Before this change, DocumentsWriterPerThread#getAndLock could sometimes
return null even though the queue was empty at no point in time. The
practical implication is that we can end up with more DWPTs in memory than
indexing threads, which, while not strictly a bug, may require doing more
merging than we'd like later on.

I ran luceneutil's IndexGeonames with this change, and
DocumentsWriterPerThread#getAndLock was not the main source of
contention.

Closes #12649 #12916

…ll` on a non-empty queue. Before this change, `ConcurrentApproximatePriorityQueue#poll` could sometimes return `null` even though the queue was empty at no point in time. The practical implication is that we can end up with more DWPTs in memory than indexing threads, which, while not strictly a bug, may require doing more merging than we'd like later on.
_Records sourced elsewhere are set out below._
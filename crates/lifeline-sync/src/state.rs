//! Mirror state and the reducer that mutates it.
//!
//! `reduce` is the only code that writes to [`State`]. It is a plain function
//! so the transition rules can be tested without a runtime.

use std::collections::HashMap;

use chrono::{DateTime, Utc};
use lifeline_core::{
  contact::{self, Contact, Roles},
  event::Event,
  user::{User, UserPatch},
};
use uuid::Uuid;

// ─── State ───────────────────────────────────────────────────────────────────

/// The local mirror of the signed-in user's view.
#[derive(Debug, Clone, Default, PartialEq)]
pub struct State {
  pub user:     Option<User>,
  pub contacts: Vec<Contact>,
}

impl State {
  pub fn contact(&self, peer_id: Uuid) -> Option<&Contact> {
    self.contacts.iter().find(|c| c.peer_id == peer_id)
  }

  fn contact_mut(&mut self, peer_id: Uuid) -> Option<&mut Contact> {
    self.contacts.iter_mut().find(|c| c.peer_id == peer_id)
  }

  pub fn responders(&self) -> impl Iterator<Item = &Contact> {
    contact::responders(&self.contacts)
  }

  pub fn dependents(&self) -> impl Iterator<Item = &Contact> {
    contact::dependents(&self.contacts)
  }

  pub fn pending_pings_count(&self) -> usize { contact::pending_pings_count(&self.contacts) }

  pub fn non_responsive_dependents_count(&self, now: DateTime<Utc>) -> usize {
    contact::non_responsive_dependents_count(&self.contacts, now)
  }
}

// ─── Actions ─────────────────────────────────────────────────────────────────

/// Every mutation of the mirror, optimistic or authoritative.
#[derive(Debug, Clone)]
pub enum Action {
  // Authoritative: one-shot loads and stream deliveries.
  SelfLoaded(User),
  ContactsLoaded(Vec<Contact>),

  // Optimistic: applied before the remote call completes.
  SelfPatched(UserPatch),
  ContactAdded(Contact),
  RolesChanged { peer_id: Uuid, roles: Roles },
  ContactRemoved(Uuid),
  PingSent { peer_id: Uuid, at: DateTime<Utc> },
  PingCleared(Uuid),
  PingAnswered(Uuid),
  AllPingsAnswered,

  SignedOut,
}

// ─── Reducer ─────────────────────────────────────────────────────────────────

/// Apply `action` and return the notifier events it produced.
///
/// Loaded data replaces local state unconditionally; there is no timestamp
/// comparison. Events are derived by diffing a contact list delivery against
/// the previous one.
pub fn reduce(state: &mut State, action: Action) -> Vec<Event> {
  match action {
    Action::SelfLoaded(user) => {
      state.user = Some(user);
    }
    Action::ContactsLoaded(contacts) => {
      let events = diff_contacts(&state.contacts, &contacts);
      state.contacts = contacts;
      return events;
    }
    Action::SelfPatched(patch) => {
      if let Some(user) = state.user.as_mut() {
        patch.apply(user);
      }
    }
    Action::ContactAdded(contact) => {
      if state.contact(contact.peer_id).is_none() {
        state.contacts.push(contact);
      }
    }
    Action::RolesChanged { peer_id, roles } => {
      if let Some(c) = state.contact_mut(peer_id) {
        c.roles = roles;
        if !roles.is_dependent() {
          c.has_outgoing_ping = false;
          c.outgoing_ping_at = None;
        }
        if !roles.is_responder() {
          c.has_incoming_ping = false;
          c.incoming_ping_at = None;
        }
      }
    }
    Action::ContactRemoved(peer_id) => {
      state.contacts.retain(|c| c.peer_id != peer_id);
    }
    Action::PingSent { peer_id, at } => {
      if let Some(c) = state.contact_mut(peer_id) {
        c.has_outgoing_ping = true;
        c.outgoing_ping_at = Some(at);
      }
    }
    Action::PingCleared(peer_id) => {
      if let Some(c) = state.contact_mut(peer_id) {
        c.has_outgoing_ping = false;
        c.outgoing_ping_at = None;
      }
    }
    Action::PingAnswered(peer_id) => {
      if let Some(c) = state.contact_mut(peer_id) {
        clear_incoming(c);
      }
    }
    Action::AllPingsAnswered => {
      state.contacts.iter_mut().for_each(clear_incoming);
    }
    Action::SignedOut => {
      *state = State::default();
    }
  }
  Vec::new()
}

fn clear_incoming(c: &mut Contact) {
  c.has_incoming_ping = false;
  c.incoming_ping_at = None;
}

fn diff_contacts(old: &[Contact], new: &[Contact]) -> Vec<Event> {
  let previous: HashMap<Uuid, &Contact> = old.iter().map(|c| (c.peer_id, c)).collect();
  let mut events = Vec::new();

  for c in new {
    let prev = previous.get(&c.peer_id);

    let had_ping = prev.is_some_and(|p| p.has_incoming_ping);
    if c.has_incoming_ping && !had_ping {
      events.push(Event::PingReceived { peer_id: c.peer_id, at: c.incoming_ping_at });
    }

    if c.is_dependent() {
      let had_alert = prev.is_some_and(|p| p.manual_alert_active);
      if c.manual_alert_active && !had_alert {
        events.push(Event::ManualAlertActivated { peer_id: c.peer_id, at: c.manual_alert_at });
      } else if !c.manual_alert_active && had_alert {
        events.push(Event::ManualAlertDeactivated { peer_id: c.peer_id });
      }
    }
  }

  events
}

#[cfg(test)]
mod tests {
  use lifeline_core::user::PeerProfile;

  use super::*;

  fn contact(roles: Roles) -> Contact {
    let profile = PeerProfile {
      user_id:      Uuid::new_v4(),
      name:         "Grace".into(),
      phone_number: String::new(),
      note:         String::new(),
    };
    Contact::from_profile(&profile, roles, Utc::now())
  }

  #[test]
  fn incoming_ping_emits_once() {
    let mut state = State::default();
    let mut c = contact(Roles::RESPONDER);
    reduce(&mut state, Action::ContactsLoaded(vec![c.clone()]));

    c.has_incoming_ping = true;
    let events = reduce(&mut state, Action::ContactsLoaded(vec![c.clone()]));
    assert_eq!(events, vec![Event::PingReceived { peer_id: c.peer_id, at: None }]);

    let again = reduce(&mut state, Action::ContactsLoaded(vec![c]));
    assert!(again.is_empty());
  }

  #[test]
  fn dependent_alert_toggles_emit() {
    let mut state = State::default();
    let mut dep = contact(Roles::DEPENDENT);
    let mut responder = contact(Roles::RESPONDER);
    reduce(&mut state, Action::ContactsLoaded(vec![dep.clone(), responder.clone()]));

    dep.manual_alert_active = true;
    responder.manual_alert_active = true;
    let events =
      reduce(&mut state, Action::ContactsLoaded(vec![dep.clone(), responder.clone()]));
    assert_eq!(events, vec![Event::ManualAlertActivated { peer_id: dep.peer_id, at: None }]);

    dep.manual_alert_active = false;
    let events = reduce(&mut state, Action::ContactsLoaded(vec![dep.clone(), responder]));
    assert_eq!(events, vec![Event::ManualAlertDeactivated { peer_id: dep.peer_id }]);
  }

  #[test]
  fn answering_pings_updates_derived_count() {
    let mut state = State::default();
    let mut a = contact(Roles::RESPONDER);
    a.has_incoming_ping = true;
    let mut b = a.clone();
    b.peer_id = Uuid::new_v4();
    reduce(&mut state, Action::ContactsLoaded(vec![a.clone(), b]));
    assert_eq!(state.pending_pings_count(), 2);

    reduce(&mut state, Action::PingAnswered(a.peer_id));
    assert_eq!(state.pending_pings_count(), 1);

    reduce(&mut state, Action::AllPingsAnswered);
    assert_eq!(state.pending_pings_count(), 0);
  }

  #[test]
  fn repeated_ping_sent_does_not_duplicate() {
    let mut state = State::default();
    let dep = contact(Roles::DEPENDENT);
    reduce(&mut state, Action::ContactsLoaded(vec![dep.clone()]));

    let at = Utc::now();
    reduce(&mut state, Action::PingSent { peer_id: dep.peer_id, at });
    reduce(&mut state, Action::PingSent { peer_id: dep.peer_id, at });
    assert_eq!(state.contacts.len(), 1);
    assert!(state.contact(dep.peer_id).unwrap().has_outgoing_ping);
  }

  #[test]
  fn role_change_drops_pings_the_roles_no_longer_allow() {
    let mut state = State::default();
    let mut c = contact(Roles::BOTH);
    c.has_outgoing_ping = true;
    c.has_incoming_ping = true;
    reduce(&mut state, Action::ContactsLoaded(vec![c.clone()]));

    reduce(&mut state, Action::RolesChanged { peer_id: c.peer_id, roles: Roles::RESPONDER });
    let after = state.contact(c.peer_id).unwrap();
    assert!(!after.has_outgoing_ping);
    assert!(after.has_incoming_ping);
  }

  #[test]
  fn added_contact_is_not_duplicated() {
    let mut state = State::default();
    let c = contact(Roles::RESPONDER);
    reduce(&mut state, Action::ContactAdded(c.clone()));
    reduce(&mut state, Action::ContactAdded(c.clone()));
    assert_eq!(state.contacts.len(), 1);

    reduce(&mut state, Action::ContactRemoved(c.peer_id));
    assert!(state.contacts.is_empty());
  }

  #[test]
  fn sign_out_clears_everything() {
    let mut state = State::default();
    reduce(&mut state, Action::ContactsLoaded(vec![contact(Roles::BOTH)]));
    reduce(&mut state, Action::SignedOut);
    assert_eq!(state, State::default());
  }
}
I ran luceneutil's `IndexGeonames` with this change, and `ConcurrentApproximatePriorityQueue#poll` was not the main source of contention. I instrumented the code to check how many DWPTs got pulled from the queue using the optimistic path vs. pessimistic path and got 8525598 for the optimistic path vs. 12247 for the pessimistic path. Closes apache#12649 apache#12916

uschindler · 2023-12-21T18:08:55Z

It looks like this does not fix the issue in #12916. The bug is there but it does not look like the cause for #12916.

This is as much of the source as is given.